Work to complete >>
Copy out every line of the records where the string "Regex" occurs.
:: Supplied material ::
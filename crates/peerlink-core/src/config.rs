//! Client configuration
//!
//! One immutable configuration value per process, built once and handed
//! to the components that need it. Validation is limited to type/range
//! checks; the values themselves carry no behavior.

use std::time::Duration;

use serde::{Deserialize, Serialize};

use crate::error::{Error, Result};
use crate::{DEFAULT_MAX_CHUNK_SIZE, MAX_FRAME_SIZE};

/// Signaling discovery endpoint
#[derive(Debug, Clone, PartialEq, Eq, Serialize, Deserialize)]
pub struct DiscoveryEndpoint {
    pub host: String,
    pub port: u16,
    pub secure: bool,
    /// Connect timeout in milliseconds
    pub timeout_ms: u64,
}

impl DiscoveryEndpoint {
    pub fn timeout(&self) -> Duration {
        Duration::from_millis(self.timeout_ms)
    }
}

/// TURN relay endpoint
#[derive(Debug, Clone, PartialEq, Eq, Serialize, Deserialize)]
pub struct RelayEndpoint {
    pub host: String,
    pub port: u16,
}

/// One ICE server entry handed to the peer connection
#[derive(Debug, Clone, PartialEq, Eq, Serialize, Deserialize)]
pub struct IceServer {
    pub urls: String,
    #[serde(default, skip_serializing_if = "Option::is_none")]
    pub username: Option<String>,
    #[serde(default, skip_serializing_if = "Option::is_none")]
    pub credential: Option<String>,
}

/// Which candidate paths the peer connection may use
#[derive(Debug, Clone, Copy, PartialEq, Eq, Default, Serialize, Deserialize)]
#[serde(rename_all = "lowercase")]
pub enum TransportPolicy {
    /// Any candidate type
    #[default]
    All,
    /// Relay candidates only
    Relay,
}

/// Immutable client configuration
#[derive(Debug, Clone, PartialEq, Serialize, Deserialize)]
#[serde(default)]
pub struct PeerConfig {
    pub discovery: DiscoveryEndpoint,
    pub relay: RelayEndpoint,
    pub ice_servers: Vec<IceServer>,
    pub transport_policy: TransportPolicy,
    /// Reconnection attempts against the current server before giving up
    pub reconnect_attempts: u32,
    /// Alternate servers to try after the current one is exhausted
    pub alternate_server_tries: u32,
    /// Send-loop flush interval in milliseconds
    pub send_interval_ms: u64,
    /// Keep-alive ping interval in milliseconds
    pub ping_interval_ms: u64,
    /// Per-chunk data cap; must stay below the per-frame transport
    /// ceiling to leave envelope headroom
    pub max_chunk_size: usize,
}

impl Default for PeerConfig {
    fn default() -> Self {
        Self {
            discovery: DiscoveryEndpoint {
                host: "signal.peerlink.dev".to_string(),
                port: 443,
                secure: true,
                timeout_ms: 10_000,
            },
            relay: RelayEndpoint {
                host: "relay.peerlink.dev".to_string(),
                port: 3478,
            },
            ice_servers: vec![IceServer {
                urls: "stun:stun.l.google.com:19302".to_string(),
                username: None,
                credential: None,
            }],
            transport_policy: TransportPolicy::All,
            reconnect_attempts: 5,
            alternate_server_tries: 3,
            send_interval_ms: 100,
            ping_interval_ms: 25_000,
            max_chunk_size: DEFAULT_MAX_CHUNK_SIZE,
        }
    }
}

impl PeerConfig {
    pub fn send_interval(&self) -> Duration {
        Duration::from_millis(self.send_interval_ms)
    }

    pub fn ping_interval(&self) -> Duration {
        Duration::from_millis(self.ping_interval_ms)
    }

    /// Type/range checks only
    pub fn validate(&self) -> Result<()> {
        if self.discovery.host.is_empty() {
            return Err(Error::InvalidConfig("discovery host is empty".to_string()));
        }
        if self.discovery.port == 0 {
            return Err(Error::InvalidConfig(
                "discovery port must be nonzero".to_string(),
            ));
        }
        if self.discovery.timeout_ms == 0 {
            return Err(Error::InvalidConfig(
                "discovery timeout must be nonzero".to_string(),
            ));
        }
        if self.relay.port == 0 {
            return Err(Error::InvalidConfig("relay port must be nonzero".to_string()));
        }
        if self.send_interval_ms == 0 {
            return Err(Error::InvalidConfig(
                "send interval must be nonzero".to_string(),
            ));
        }
        if self.ping_interval_ms == 0 {
            return Err(Error::InvalidConfig(
                "ping interval must be nonzero".to_string(),
            ));
        }
        if self.max_chunk_size == 0 || self.max_chunk_size >= MAX_FRAME_SIZE {
            return Err(Error::InvalidConfig(format!(
                "max_chunk_size must be in 1..{MAX_FRAME_SIZE}"
            )));
        }
        Ok(())
    }
}

#[cfg(test)]
mod tests {
    use super::*;

    #[test]
    fn test_default_config_validates() {
        let config = PeerConfig::default();
        assert!(config.validate().is_ok());
        assert!(config.max_chunk_size < MAX_FRAME_SIZE);
    }

    #[test]
    fn test_chunk_size_bounds() {
        let mut config = PeerConfig::default();
        config.max_chunk_size = 0;
        assert!(config.validate().is_err());
        config.max_chunk_size = MAX_FRAME_SIZE;
        assert!(config.validate().is_err());
        config.max_chunk_size = MAX_FRAME_SIZE - 1;
        assert!(config.validate().is_ok());
    }

    #[test]
    fn test_zero_port_rejected() {
        let mut config = PeerConfig::default();
        config.discovery.port = 0;
        assert!(matches!(config.validate(), Err(Error::InvalidConfig(_))));
    }

    #[test]
    fn test_partial_json_load_keeps_defaults() {
        let config: PeerConfig =
            serde_json::from_str(r#"{"ping_interval_ms": 5000}"#).unwrap();
        assert_eq!(config.ping_interval_ms, 5000);
        assert_eq!(config.max_chunk_size, DEFAULT_MAX_CHUNK_SIZE);
        assert_eq!(config.discovery.port, 443);
    }

    #[test]
    fn test_intervals_as_durations() {
        let config = PeerConfig::default();
        assert_eq!(config.ping_interval(), Duration::from_millis(25_000));
        assert_eq!(config.discovery.timeout(), Duration::from_secs(10));
    }
}
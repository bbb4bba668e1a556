//! Peer identifier and API key utilities
//!
//! Format checks are advisory: callers get a plain boolean, never an
//! error. An empty or absent identifier is valid and means
//! "auto-assign".
//!
//! Random identifiers are correlation tokens, not secrets: the entropy
//! source is not cryptographically secure and collisions, while
//! unlikely, must be tolerated by callers (retry on collision when
//! global uniqueness is required).

use std::sync::OnceLock;

use rand::Rng;
use regex_lite::Regex;

/// Characters drawn for random tokens (base36)
const TOKEN_ALPHABET: &[u8] = b"0123456789abcdefghijklmnopqrstuvwxyz";

/// Length of one [`random_token`]
const TOKEN_LENGTH: usize = 11;

/// Default length for [`random_id`]
pub const DEFAULT_ID_LENGTH: usize = 16;

fn peer_id_pattern() -> &'static Regex {
    static PATTERN: OnceLock<Regex> = OnceLock::new();
    PATTERN.get_or_init(|| {
        // segments of word characters joined by single space/underscore/
        // hyphen separators; no leading or trailing separator
        Regex::new(r"^[A-Za-z0-9_-]+([ _-][A-Za-z0-9_-]+)*$").expect("peer id pattern compiles")
    })
}

fn api_key_pattern() -> &'static Regex {
    static PATTERN: OnceLock<Regex> = OnceLock::new();
    PATTERN.get_or_init(|| {
        Regex::new(r"^[0-9a-f]{8}-[0-9a-f]{4}-[0-9a-f]{4}-[0-9a-f]{4}-[0-9a-f]{12}$")
            .expect("api key pattern compiles")
    })
}

/// Check a peer identifier
///
/// Empty or absent identifiers are valid and request auto-assignment.
pub fn validate_peer_id(id: Option<&str>) -> bool {
    match id {
        None | Some("") => true,
        Some(id) => peer_id_pattern().is_match(id),
    }
}

/// Check an API key against the canonical lowercase UUID form
///
/// Empty or absent keys are valid.
pub fn validate_api_key(key: Option<&str>) -> bool {
    match key {
        None | Some("") => true,
        Some(key) => api_key_pattern().is_match(key),
    }
}

/// Short random token for client-session correlation
pub fn random_token() -> String {
    let mut rng = rand::thread_rng();
    (0..TOKEN_LENGTH)
        .map(|_| TOKEN_ALPHABET[rng.gen_range(0..TOKEN_ALPHABET.len())] as char)
        .collect()
}

/// Fixed-length random identifier from the same entropy source
///
/// Padded from additional tokens when one draw yields fewer characters
/// than requested.
pub fn random_id(length: usize) -> String {
    let mut id = String::with_capacity(length + TOKEN_LENGTH);
    while id.len() < length {
        id.push_str(&random_token());
    }
    id.truncate(length);
    id
}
:::
Written response >>
use regex_lite::Regex;
fn peer_id_pattern() -> &'static Regex {
    static PATTERN: OnceLock<Regex> = OnceLock::new();
        Regex::new(r"^[A-Za-z0-9_-]+([ _-][A-Za-z0-9_-]+)*$").expect("peer id pattern compiles")
fn api_key_pattern() -> &'static Regex {
    static PATTERN: OnceLock<Regex> = OnceLock::new();
        Regex::new(r"^[0-9a-f]{8}-[0-9a-f]{4}-[0-9a-f]{4}-[0-9a-f]{4}-[0-9a-f]{12}$")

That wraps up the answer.